---
id: 594810f028c0303b75339ad5
title: Y combinator
challengeType: 5
forumTopicId: 302345
dashedName: y-combinator
---

# --description--

In strict [functional programming](https://en.wikipedia.org/wiki/Functional programming "wp: functional programming") and the [lambda calculus](https://en.wikipedia.org/wiki/lambda calculus "wp: lambda calculus"), functions (lambda expressions) don't have state and are only allowed to refer to arguments of enclosing functions. This rules out the usual definition of a recursive function wherein a function is associated with the state of a variable and this variable's state is used in the body of the function. The [Y combinator](https://mvanier.livejournal.com/2897.html) is itself a stateless function that, when applied to another stateless function, returns a recursive version of the function.

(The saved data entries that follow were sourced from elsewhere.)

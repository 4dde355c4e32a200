//! TUI application state and event loop.
//!
//! This module defines the main `App` struct that manages the TUI state
//! and the event loop using `tokio::select!`, plus [`run_app`], which mounts
//! a view session and drives it from the terminal.

use anyhow::Result;
use crossterm::event::{KeyCode, KeyEvent, KeyEventKind};
use ek_core::backend::HttpBackend;
use ek_core::config::loader::load_config;
use ek_core::engine::ViewSession;
use ek_core::store::FileStore;
use ek_protocol::{Event, Op, Process, ViewRole};
use ratatui::{
    layout::{Constraint, Direction, Layout, Rect},
    style::{Color, Style},
    widgets::{Block, Borders, Paragraph},
    Frame,
};
use std::path::Path;
use std::sync::Arc;
use std::time::Duration;
use tokio::select;
use tokio::sync::mpsc::{self, UnboundedReceiver, UnboundedSender};
use tokio_stream::StreamExt;
use tracing::info;

use crate::event_handler;
use crate::tui::{Tui, TuiEvent};
use crate::widgets::dashboard::render_dashboard;
use crate::widgets::detail_view::{line_count, DetailView};

/// Main TUI application state.
pub struct App {
    /// The view this terminal shows.
    pub role: ViewRole,
    /// Processes as last reported by the session.
    pub processes: Vec<Process>,
    pub selected_index: usize,
    pub command_input: String,
    /// Last notification or command error.
    pub status: Option<String>,
    pub detail: DetailView,
    /// Channel to send operations to the session.
    pub op_tx: UnboundedSender<Op>,
    /// Channel to receive events from the session.
    pub event_rx: UnboundedReceiver<Event>,
    pub should_exit: bool,
}

impl App {
    pub fn new(role: ViewRole, op_tx: UnboundedSender<Op>, event_rx: UnboundedReceiver<Event>) -> Self {
        Self {
            role,
            processes: Vec::new(),
            selected_index: 0,
            command_input: String::new(),
            status: None,
            detail: DetailView::new(),
            op_tx,
            event_rx,
            should_exit: false,
        }
    }

    /// Main event loop.
    ///
    /// Uses `tokio::select!` to handle keyboard input and session events concurrently.
    pub async fn run(&mut self, tui: &mut Tui) -> Result<()> {
        let mut tui_events = tui.event_stream();
        let frames = tui.frame_requester();
        frames.schedule_frame();

        while !self.should_exit {
            select! {
                event = self.event_rx.recv() => {
                    let Some(event) = event else { break };
                    self.handle_core_event(event);
                    frames.schedule_frame();
                }
                Some(tui_event) = tui_events.next() => {
                    match tui_event {
                        TuiEvent::Key(key_event) => {
                            self.handle_key_event(key_event);
                            frames.schedule_frame();
                        }
                        TuiEvent::Draw => tui.draw(|frame| self.render(frame))?,
                    }
                }
            }
        }

        Ok(())
    }

    fn handle_core_event(&mut self, event: Event) {
        event_handler::handle_core_event(&mut self.processes, &mut self.status, event);
        self.selected_index = self
            .selected_index
            .min(self.processes.len().saturating_sub(1));
    }

    fn handle_key_event(&mut self, key_event: KeyEvent) {
        if key_event.kind == KeyEventKind::Press {
            match key_event.code {
                KeyCode::PageUp => return self.detail.scroll_up(),
                KeyCode::PageDown => {
                    let max = self.selected().map_or(0, line_count);
                    return self.detail.scroll_down(max);
                }
                _ => {}
            }
        }

        let previous = self.selected_index;
        self.should_exit = event_handler::handle_keyboard_event(
            key_event,
            &mut self.command_input,
            &mut self.status,
            &mut self.selected_index,
            &self.processes,
            &self.op_tx,
        );
        if previous != self.selected_index {
            self.detail.scroll_to_top();
        }
    }

    fn selected(&self) -> Option<&Process> {
        self.processes.get(self.selected_index)
    }

    fn render(&self, frame: &mut Frame) {
        let chunks = Layout::default()
            .direction(Direction::Vertical)
            .constraints([
                Constraint::Percentage(45),
                Constraint::Min(6),
                Constraint::Length(3),
            ])
            .split(frame.area());

        let title = format!("{} - Processes", view_title(self.role));
        render_dashboard(frame, chunks[0], &title, &self.processes, self.selected_index);
        self.detail.render(frame, chunks[1], self.selected());
        self.render_command_input(frame, chunks[2]);
    }

    fn render_command_input(&self, frame: &mut Frame, area: Rect) {
        let title = match &self.status {
            Some(status) => format!("Command - {status}"),
            None => "Command (/run, /cancel, /done, /remove; q to quit)".to_string(),
        };
        let style = if self.status.is_some() {
            Style::default().fg(Color::Red)
        } else {
            Style::default().fg(Color::Yellow)
        };

        let paragraph = Paragraph::new(format!("> {}", self.command_input))
            .block(Block::default().borders(Borders::ALL).title(title))
            .style(style);
        frame.render_widget(paragraph, area);
    }
}

fn view_title(role: ViewRole) -> &'static str {
    match role {
        ViewRole::Home => "Home",
        ViewRole::Monitor => "Monitor",
    }
}

/// Mount `role` for the project at `root` and run it in the terminal.
///
/// Loads `.enrich-kit/`, persists view state under the configured storage
/// directory and talks to the configured backend. Returns once the operator
/// quits; every channel and timer of the view is closed by then.
pub async fn run_app(role: ViewRole, root: &Path) -> Result<()> {
    let config = load_config(root).await?;
    let store = FileStore::open(config.storage_dir(root))?;
    let backend = HttpBackend::new(&config.global.backend)?;

    let (events_tx, events_rx) = mpsc::unbounded_channel();
    let session = ViewSession::mount(
        role,
        config.session_settings(),
        Arc::new(backend),
        Arc::new(store),
        events_tx,
    );
    info!(view = %role, root = %root.display(), "view mounted");

    let (op_tx, mut op_rx) = mpsc::unbounded_channel::<Op>();
    let forward = session.clone();
    tokio::spawn(async move {
        while let Some(op) = op_rx.recv().await {
            if forward.apply_op(op).is_err() {
                break;
            }
        }
    });

    let mut tui = Tui::init()?;
    let mut app = App::new(role, op_tx, events_rx);
    let result = app.run(&mut tui).await;
    tui.restore()?;

    tokio::time::timeout(Duration::from_secs(2), session.shutdown())
        .await
        .ok();
    result
}
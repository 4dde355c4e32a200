//! Main entry point for the ek-tui binary.
//!
//! Runs one view against the project in the current directory:
//! `ek-tui [home|monitor]`.

use anyhow::{bail, Result};
use ek_protocol::ViewRole;
use ek_tui::run_app;

#[tokio::main]
async fn main() -> Result<()> {
    let role = match std::env::args().nth(1).as_deref() {
        None | Some("home") => ViewRole::Home,
        Some("monitor") => ViewRole::Monitor,
        Some(other) => bail!("unknown view '{other}', expected home or monitor"),
    };

    let root = std::env::current_dir()?;
    run_app(role, &root).await
}
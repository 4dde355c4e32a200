//! Configuration loading and management.
//!
//! This module provides functionality to load and parse all configuration files
//! from the `.enrich-kit/` directory structure.

pub mod error;
pub mod loader;
pub mod models;
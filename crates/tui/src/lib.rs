//! # ek-tui
//!
//! Terminal User Interface for enrich-kit.
//!
//! This crate renders one view (Home or Monitor) in the terminal. It talks
//! to the view session in `ek-core` over channels using the `Op` and `Event`
//! protocol defined in `ek-protocol`.

pub mod app;
pub mod event_handler;
pub mod tui;
pub mod widgets;

pub use app::{run_app, App};
pub use tui::Tui;
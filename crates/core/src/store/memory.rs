//! In-process store backed by a shared map.

use super::{KeyValueStore, StoreResult};
use std::collections::HashMap;
use std::sync::{Arc, RwLock};

/// Cloneable handle onto one shared map.
///
/// Clones see each other's writes, so two sessions built from clones of the
/// same `MemoryStore` behave like two tabs over one local storage.
#[derive(Clone, Default)]
pub struct MemoryStore {
    entries: Arc<RwLock<HashMap<String, String>>>,
}

impl MemoryStore {
    pub fn new() -> Self {
        Self::default()
    }

    /// Keys currently set, sorted.
    pub fn keys(&self) -> Vec<String> {
        let entries = self.entries.read().unwrap_or_else(|p| p.into_inner());
        let mut keys: Vec<String> = entries.keys().cloned().collect();
        keys.sort();
        keys
    }
}

impl KeyValueStore for MemoryStore {
    fn read(&self, key: &str) -> StoreResult<Option<String>> {
        let entries = self.entries.read().unwrap_or_else(|p| p.into_inner());
        Ok(entries.get(key).cloned())
    }

    fn write(&self, key: &str, value: &str) -> StoreResult<()> {
        let mut entries = self.entries.write().unwrap_or_else(|p| p.into_inner());
        entries.insert(key.to_string(), value.to_string());
        Ok(())
    }

    fn delete(&self, key: &str) -> StoreResult<()> {
        let mut entries = self.entries.write().unwrap_or_else(|p| p.into_inner());
        entries.remove(key);
        Ok(())
    }
}
//! Configuration file loader for `.enrich-kit/` directory structure.
//!
//! This module provides functionality to load and parse all configuration files
//! from the `.enrich-kit/` directory, including:
//! - `config.toml`: Global settings
//! - `prompts/*.md`: Prompt overrides with YAML front matter

use crate::config::error::ConfigError;
use crate::config::error::ConfigResult;
use crate::config::models::AppConfig;
use ek_protocol::config_models::GlobalConfig;
use ek_protocol::prompt_models::PromptTemplate;
use gray_matter::engine::YAML;
use gray_matter::Matter;
use std::collections::HashSet;
use std::path::Path;
use tracing::debug;
use walkdir::WalkDir;

/// Name of the configuration directory under the project root.
pub const CONFIG_DIR: &str = ".enrich-kit";

/// Loads all configuration from the `.enrich-kit/` directory.
///
/// This function scans the `.enrich-kit/` directory and loads:
/// - Global configuration from `config.toml`
/// - Prompt overrides from `prompts/*.md` files
///
/// # Arguments
///
/// * `root` - Root directory containing the `.enrich-kit/` folder
///
/// # Returns
///
/// An `AppConfig` containing all loaded configuration. If directories or files
/// are missing (but the root exists), returns a default configuration
/// rather than an error.
///
/// # Errors
///
/// Returns `ConfigError` if:
/// - Files exist but cannot be read
/// - Files have invalid syntax (TOML or Markdown front matter)
/// - Timing values are zero or two prompts target the same step
///
/// # Example
///
/// ```rust,no_run
/// use ek_core::config::loader::load_config;
/// use std::path::Path;
///
/// # async fn example() -> Result<(), Box<dyn std::error::Error>> {
/// let config = load_config(Path::new(".")).await?;
/// println!("Backend at {}", config.global.backend.base_url);
/// # Ok(())
/// # }
/// ```
pub async fn load_config(root: &Path) -> ConfigResult<AppConfig> {
    let ek_dir = root.join(CONFIG_DIR);

    if !ek_dir.exists() {
        debug!(dir = %ek_dir.display(), "no config directory, using defaults");
        return Ok(AppConfig::default());
    }

    let global = load_global_config(&ek_dir)?;
    let prompts = load_prompts(&ek_dir)?;

    Ok(AppConfig { global, prompts })
}

/// Loads global configuration from `config.toml`.
fn load_global_config(ek_dir: &Path) -> ConfigResult<GlobalConfig> {
    let config_path = ek_dir.join("config.toml");

    if !config_path.exists() {
        return Ok(GlobalConfig::default());
    }

    let content =
        std::fs::read_to_string(&config_path).map_err(|source| ConfigError::FileRead {
            path: config_path.clone(),
            source,
        })?;

    let config: GlobalConfig =
        toml::from_str(&content).map_err(|source| ConfigError::TomlParse {
            path: config_path.clone(),
            source,
        })?;

    let timing = &config.timing;
    if timing.poll_interval_ms == 0 || timing.ticker_interval_ms == 0 {
        return Err(ConfigError::InvalidConfig {
            path: config_path,
            reason: "timing intervals must be greater than zero".to_string(),
        });
    }

    Ok(config)
}

/// Loads all prompt overrides from `prompts/*.md`.
fn load_prompts(ek_dir: &Path) -> ConfigResult<Vec<PromptTemplate>> {
    let prompts_dir = ek_dir.join("prompts");

    if !prompts_dir.exists() {
        return Ok(Vec::new());
    }

    let mut prompts = Vec::new();
    let mut seen_steps = HashSet::new();

    for entry in WalkDir::new(&prompts_dir)
        .min_depth(1)
        .max_depth(1)
        .sort_by_file_name()
        .into_iter()
    {
        let entry = entry.map_err(|source| ConfigError::DirectoryWalk {
            path: prompts_dir.clone(),
            source,
        })?;

        let path = entry.path();

        if path.extension().and_then(|s| s.to_str()) != Some("md") {
            continue;
        }

        let content = std::fs::read_to_string(path).map_err(|source| ConfigError::FileRead {
            path: path.to_path_buf(),
            source,
        })?;

        let matter = Matter::<YAML>::new();
        let result = matter.parse(&content);

        let mut prompt: PromptTemplate = result
            .data
            .ok_or_else(|| ConfigError::MarkdownParse {
                path: path.to_path_buf(),
                reason: "Missing YAML front matter".to_string(),
            })?
            .deserialize()
            .map_err(|e| ConfigError::MarkdownParse {
                path: path.to_path_buf(),
                reason: format!("Failed to deserialize front matter: {e}"),
            })?;

        if !seen_steps.insert(prompt.step) {
            return Err(ConfigError::InvalidConfig {
                path: path.to_path_buf(),
                reason: format!("more than one prompt override for step '{}'", prompt.step),
            });
        }

        prompt.body = result.content.trim().to_string();
        prompts.push(prompt);
    }

    Ok(prompts)
}
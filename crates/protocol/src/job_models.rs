//! Job submission and history models.
//!
//! These mirror the backend's request bodies, so they keep the backend's
//! own field names (`sheetId` next to `sheet_name`).

use serde::{Deserialize, Serialize};
use ts_rs::TS;

use crate::process_models::{Process, ProcessStats, StepName};
use uuid::Uuid;

/// Body of a job submission.
#[derive(Serialize, Deserialize, Debug, Clone, PartialEq, Eq, TS)]
pub struct JobRequest {
    #[serde(rename = "sheetId")]
    pub sheet_id: String,

    pub step: StepName,

    /// Target tab. The backend auto-detects it when absent.
    #[serde(default)]
    pub sheet_name: Option<String>,

    /// Push-channel token the backend reports progress on.
    pub session_id: String,

    /// Prompt used instead of the backend's default for this step.
    #[serde(default)]
    pub custom_prompt: Option<String>,
}

/// Final counters returned by a completed submission.
#[derive(Serialize, Deserialize, Debug, Clone, Default, PartialEq, Eq, TS)]
pub struct JobStats {
    pub total: u64,
    pub success: u64,
    pub errors: u64,
    pub skipped: u64,
    pub processed: u64,
}

impl From<&JobStats> for ProcessStats {
    fn from(stats: &JobStats) -> Self {
        ProcessStats {
            total: stats.total,
            processed: stats.processed,
            success: stats.success,
            errors: stats.errors,
            skipped: stats.skipped,
            ..ProcessStats::default()
        }
    }
}

/// Result of a successful submission.
#[derive(Serialize, Deserialize, Debug, Clone, Default, PartialEq, Eq, TS)]
pub struct JobOutcome {
    pub stats: JobStats,

    /// Sheet row numbers written by the job.
    #[serde(default)]
    pub filled_row_indices: Vec<u32>,
}

/// One line of the durable audit log.
#[derive(Serialize, Deserialize, Debug, Clone, PartialEq, Eq, TS)]
pub struct HistoryEntry {
    /// Assigned by the backend; absent on entries not yet stored.
    #[serde(default, skip_serializing_if = "Option::is_none")]
    pub id: Option<i64>,

    pub sheet_name: String,

    #[serde(default)]
    pub step: Option<String>,

    pub message: String,

    /// RFC 3339 time the outcome was recorded.
    pub timestamp: String,

    /// Elapsed run time, e.g. `2m 05s`.
    pub time: String,
}

/// A process record as the backend keeps it for `/active-processes`.
///
/// The backend lists these to any client, so each view mirrors the records
/// it launched there. Unlike the locally persisted [`Process`], the fields
/// keep the backend's snake_case names.
#[derive(Serialize, Deserialize, Debug, Clone, PartialEq, TS)]
pub struct SharedProcessRecord {
    #[ts(type = "string")]
    pub process_id: Uuid,
    pub step_name: StepName,
    pub sheet_name: String,

    /// The process's channel token.
    pub session_id: String,

    #[serde(default)]
    pub stats: ProcessStats,

    /// Seconds since launch.
    #[serde(default)]
    pub elapsed_time: u64,

    #[serde(default)]
    pub is_completed: bool,

    #[serde(default)]
    pub is_active: bool,

    #[serde(default)]
    pub progress: f64,

    /// Launch time in milliseconds since the Unix epoch.
    #[ts(type = "number")]
    pub start_time: i64,
}

impl From<&Process> for SharedProcessRecord {
    fn from(process: &Process) -> Self {
        SharedProcessRecord {
            process_id: process.id,
            step_name: process.step_name,
            sheet_name: process.sheet_name.clone(),
            session_id: process.channel_token.clone(),
            stats: process.stats.clone(),
            elapsed_time: process.elapsed_time,
            is_completed: process.is_completed,
            is_active: process.is_active,
            progress: process.progress,
            start_time: process.start_time.timestamp_millis(),
        }
    }
}
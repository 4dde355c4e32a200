//! Backend calls the session runs in the background.
//!
//! The job submission is abortable and reports back through the session's
//! input channel. Cancellation requests, history writes and shared-record
//! mirroring are fire-and-forget; their failures are only logged.

use crate::backend::EnrichmentBackend;
use crate::engine::SessionInput;
use ek_protocol::job_models::{HistoryEntry, JobRequest, SharedProcessRecord};
use std::sync::Arc;
use tokio::sync::mpsc::{self, UnboundedSender};
use tokio::task::JoinHandle;
use tracing::{debug, warn};
use uuid::Uuid;

/// Runs `submit_job` for process `id`; abort the handle to drop the request.
pub fn spawn_submission(
    backend: Arc<dyn EnrichmentBackend>,
    request: JobRequest,
    id: Uuid,
    inputs: UnboundedSender<SessionInput>,
) -> JoinHandle<()> {
    tokio::spawn(async move {
        debug!(process_id = %id, step = %request.step, sheet = %request.sheet_id, "submitting job");
        let result = backend.submit_job(request).await;
        let _ = inputs.send(SessionInput::SubmissionFinished { id, result });
    })
}

pub fn spawn_cancel_request(backend: Arc<dyn EnrichmentBackend>, channel_token: String) {
    tokio::spawn(async move {
        if let Err(e) = backend.request_cancel(&channel_token).await {
            warn!(channel = %channel_token, error = %e, "cancellation request failed");
        }
    });
}

pub fn spawn_history_write(backend: Arc<dyn EnrichmentBackend>, entry: HistoryEntry) {
    tokio::spawn(async move {
        if let Err(e) = backend.append_history(entry).await {
            warn!(error = %e, "failed to save history entry");
        }
    });
}

enum MirrorWrite {
    Save(SharedProcessRecord),
    Delete(Uuid),
}

/// Copies this view's process records to the backend's shared list.
///
/// Writes go through one task so the backend sees them in the order the
/// session made them. The task ends once the mirror is dropped.
pub struct SharedMirror {
    writes: UnboundedSender<MirrorWrite>,
}

impl SharedMirror {
    pub fn spawn(backend: Arc<dyn EnrichmentBackend>) -> Self {
        let (writes, mut pending) = mpsc::unbounded_channel();
        tokio::spawn(async move {
            while let Some(write) = pending.recv().await {
                let (id, result) = match write {
                    MirrorWrite::Save(record) => {
                        (record.process_id, backend.save_shared_process(record).await)
                    }
                    MirrorWrite::Delete(id) => (id, backend.delete_shared_process(id).await),
                };
                if let Err(e) = result {
                    warn!(process_id = %id, error = %e, "failed to mirror process record");
                }
            }
        });
        Self { writes }
    }

    pub fn save(&self, record: SharedProcessRecord) {
        let _ = self.writes.send(MirrorWrite::Save(record));
    }

    pub fn delete(&self, id: Uuid) {
        let _ = self.writes.send(MirrorWrite::Delete(id));
    }
}
use clap::{Args, Parser, Subcommand};
use color_eyre::eyre::{eyre, Result, WrapErr};
use colored::Colorize;
use ek_core::backend::{EnrichmentBackend, HttpBackend};
use ek_core::config::loader::{load_config, CONFIG_DIR};
use ek_core::config::models::AppConfig;
use ek_protocol::{HistoryEntry, ProgressBasis, SharedProcessRecord, StepName, ViewRole};
use std::fs::{self, File};
use std::path::{Path, PathBuf};
use std::sync::Mutex;
use tracing_subscriber::EnvFilter;

const LOG_FILE: &str = "enrich.log";

/// Track AI enrichment jobs running against Google Sheets.
#[derive(Parser, Debug)]
#[command(name = "enrich", version, about)]
struct Cli {
    /// Project root holding the `.enrich-kit/` directory.
    #[arg(long, global = true, default_value = ".")]
    root: PathBuf,

    #[command(subcommand)]
    command: Option<Command>,
}

#[derive(Subcommand, Debug)]
enum Command {
    /// Launch and follow jobs (the default).
    Home,
    /// Follow jobs launched from the home view.
    Monitor,
    /// List recorded job outcomes.
    History(HistoryArgs),
    /// List the process records views have shared with the backend.
    Processes {
        /// Print raw JSON instead of a table.
        #[arg(long)]
        json: bool,
    },
    /// List the enrichment steps and their prompt overrides.
    Steps,
}

#[derive(Args, Debug)]
struct HistoryArgs {
    /// Number of entries to fetch; defaults to `history_limit` from config.toml.
    #[arg(long)]
    limit: Option<u32>,

    /// Only entries for this sheet.
    #[arg(long)]
    sheet: Option<String>,

    /// Print raw JSON instead of a table.
    #[arg(long)]
    json: bool,

    /// Group entries by sheet; lists everything the backend stored.
    #[arg(long, conflicts_with_all = ["limit", "sheet"])]
    grouped: bool,

    /// Delete every recorded entry.
    #[arg(long, conflicts_with_all = ["limit", "sheet", "json", "grouped"])]
    clear: bool,
}

#[tokio::main]
async fn main() -> Result<()> {
    color_eyre::install()?;
    let cli = Cli::parse();

    match cli.command.unwrap_or(Command::Home) {
        Command::Home => run_view(ViewRole::Home, &cli.root).await,
        Command::Monitor => run_view(ViewRole::Monitor, &cli.root).await,
        Command::History(args) => {
            init_stderr_logging();
            let config = load(&cli.root).await?;
            show_history(&config, args).await
        }
        Command::Processes { json } => {
            init_stderr_logging();
            let config = load(&cli.root).await?;
            show_processes(&config, json).await
        }
        Command::Steps => {
            init_stderr_logging();
            let config = load(&cli.root).await?;
            show_steps(&config);
            Ok(())
        }
    }
}

async fn run_view(role: ViewRole, root: &Path) -> Result<()> {
    init_file_logging(root)?;
    ek_tui::run_app(role, root)
        .await
        .map_err(|e| eyre!("{e:#}"))
}

async fn load(root: &Path) -> Result<AppConfig> {
    load_config(root)
        .await
        .wrap_err_with(|| format!("failed to load {}", root.join(CONFIG_DIR).display()))
}

/// The terminal belongs to the TUI, so logs go to `.enrich-kit/enrich.log`.
fn init_file_logging(root: &Path) -> Result<()> {
    let dir = root.join(CONFIG_DIR);
    fs::create_dir_all(&dir).wrap_err("failed to create log directory")?;
    let file = File::options()
        .create(true)
        .append(true)
        .open(dir.join(LOG_FILE))
        .wrap_err("failed to open log file")?;

    let _ = tracing_subscriber::fmt()
        .with_env_filter(env_filter())
        .with_writer(Mutex::new(file))
        .with_ansi(false)
        .try_init();
    Ok(())
}

fn init_stderr_logging() {
    let _ = tracing_subscriber::fmt()
        .with_env_filter(env_filter())
        .with_writer(std::io::stderr)
        .try_init();
}

fn env_filter() -> EnvFilter {
    EnvFilter::try_from_default_env().unwrap_or_else(|_| EnvFilter::new("info"))
}

async fn show_history(config: &AppConfig, args: HistoryArgs) -> Result<()> {
    let backend = HttpBackend::new(&config.global.backend)?;
    let base_url = &config.global.backend.base_url;

    if args.clear {
        backend
            .clear_history()
            .await
            .wrap_err_with(|| format!("could not clear history on {base_url}"))?;
        println!("{}", "History cleared.".green());
        return Ok(());
    }

    if args.grouped {
        let grouped = backend
            .list_history_grouped()
            .await
            .wrap_err_with(|| format!("could not fetch history from {base_url}"))?;
        if args.json {
            println!("{}", serde_json::to_string_pretty(&grouped)?);
        } else if grouped.is_empty() {
            println!("{}", "No history recorded yet.".dimmed());
        } else {
            for (sheet, entries) in &grouped {
                println!("{} {}", sheet.bold(), format!("({})", entries.len()).dimmed());
                for entry in entries {
                    println!("  {}", history_line(entry));
                }
            }
        }
        return Ok(());
    }

    let limit = args.limit.unwrap_or(config.global.history_limit);
    let entries = backend
        .list_history(limit, args.sheet.as_deref())
        .await
        .wrap_err_with(|| format!("could not fetch history from {base_url}"))?;

    if args.json {
        println!("{}", serde_json::to_string_pretty(&entries)?);
        return Ok(());
    }

    if entries.is_empty() {
        println!("{}", "No history recorded yet.".dimmed());
        return Ok(());
    }
    for entry in &entries {
        println!("{}", history_line(entry));
    }
    Ok(())
}

fn history_line(entry: &HistoryEntry) -> String {
    let message = if entry.message.contains("failed") {
        entry.message.red()
    } else if entry.message.contains("cancelled") {
        entry.message.yellow()
    } else {
        entry.message.normal()
    };
    format!(
        "{}  {:<20} {:>8}  {}",
        entry.timestamp.dimmed(),
        entry.sheet_name.bold(),
        entry.time,
        message
    )
}

async fn show_processes(config: &AppConfig, json: bool) -> Result<()> {
    let backend = HttpBackend::new(&config.global.backend)?;
    let base_url = &config.global.backend.base_url;
    let records = backend
        .list_shared_processes()
        .await
        .wrap_err_with(|| format!("could not fetch processes from {base_url}"))?;

    if json {
        println!("{}", serde_json::to_string_pretty(&records)?);
        return Ok(());
    }
    if records.is_empty() {
        println!("{}", "No processes shared in the last day.".dimmed());
        return Ok(());
    }

    let connected = backend
        .list_active_sessions()
        .await
        .wrap_err_with(|| format!("could not fetch active sessions from {base_url}"))?;
    for record in &records {
        let live = connected.contains(&record.session_id);
        println!("{}", process_line(record, live));
    }
    Ok(())
}

fn process_line(record: &SharedProcessRecord, live: bool) -> String {
    let state = if record.is_completed {
        "completed".green()
    } else if record.is_active && live {
        "running".cyan()
    } else if record.is_active {
        "no channel".yellow()
    } else {
        "stopped".dimmed()
    };
    format!(
        "{:<34} {:<20} {:>5.1}%  {}",
        record.step_name.as_str(),
        record.sheet_name.bold(),
        record.progress,
        state
    )
}

fn show_steps(config: &AppConfig) {
    for step in StepName::ALL {
        let basis = match step.progress_basis() {
            ProgressBasis::ProcessedRows => "all rows",
            ProgressBasis::EmptyRows => "empty rows",
        };
        let prompt = if config.prompt_for(step).is_some() {
            "custom prompt".green()
        } else {
            "default prompt".dimmed()
        };
        println!(
            "{:<14} {:<34} {:<11} {}",
            step.slug().cyan(),
            step.as_str(),
            basis,
            prompt
        );
    }
}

The Y combinator is the simplest of the class of such functions, called [fixed-point combinators](https://en.wikipedia.org/wiki/Fixed-point combinator "wp: fixed-point combinator").

# --instructions--

Define the stateless Y combinator function and use it to compute [factorial](https://en.wikipedia.org/wiki/Factorial "wp: factorial"). The `factorial(N)` function is already given to you. **See also:**

<ul>
  <li><a href="https://vimeo.com/45140590" target="_blank">Jim Weirich: Adventures in Functional Programming</a>.</li>
</ul>

# --hints--

Y should return a function.

```js
assert.equal(typeof Y((f) => (n) => n), 'function');
```

factorial(1) should return 1.

```js
assert.equal(factorial(1), 1);
```

factorial(2) should return 2.

```js
assert.equal(factorial(2), 2);
```

factorial(3) should return 6.

```js
assert.equal(factorial(3), 6);
```

factorial(4) should return 24.

```js
assert.equal(factorial(4), 24);
```

factorial(10) should return 3628800.

```js
assert.equal(factorial(10), 3628800);
```

# --seed--

## --after-user-code--

```js
var factorial = Y(f => n => (n > 1 ? n * f(n - 1) : 1));
```

## --seed-contents--

```js
function Y(f) {
  return function() {

  };
}

var factorial = Y(function(f) {
  return function (n) {
    return n > 1 ? n * f(n - 1) : 1;
  };
});
```

# --solutions--

```js
var Y = f => (x => x(x))(y => f(x => y(y)(x)));
```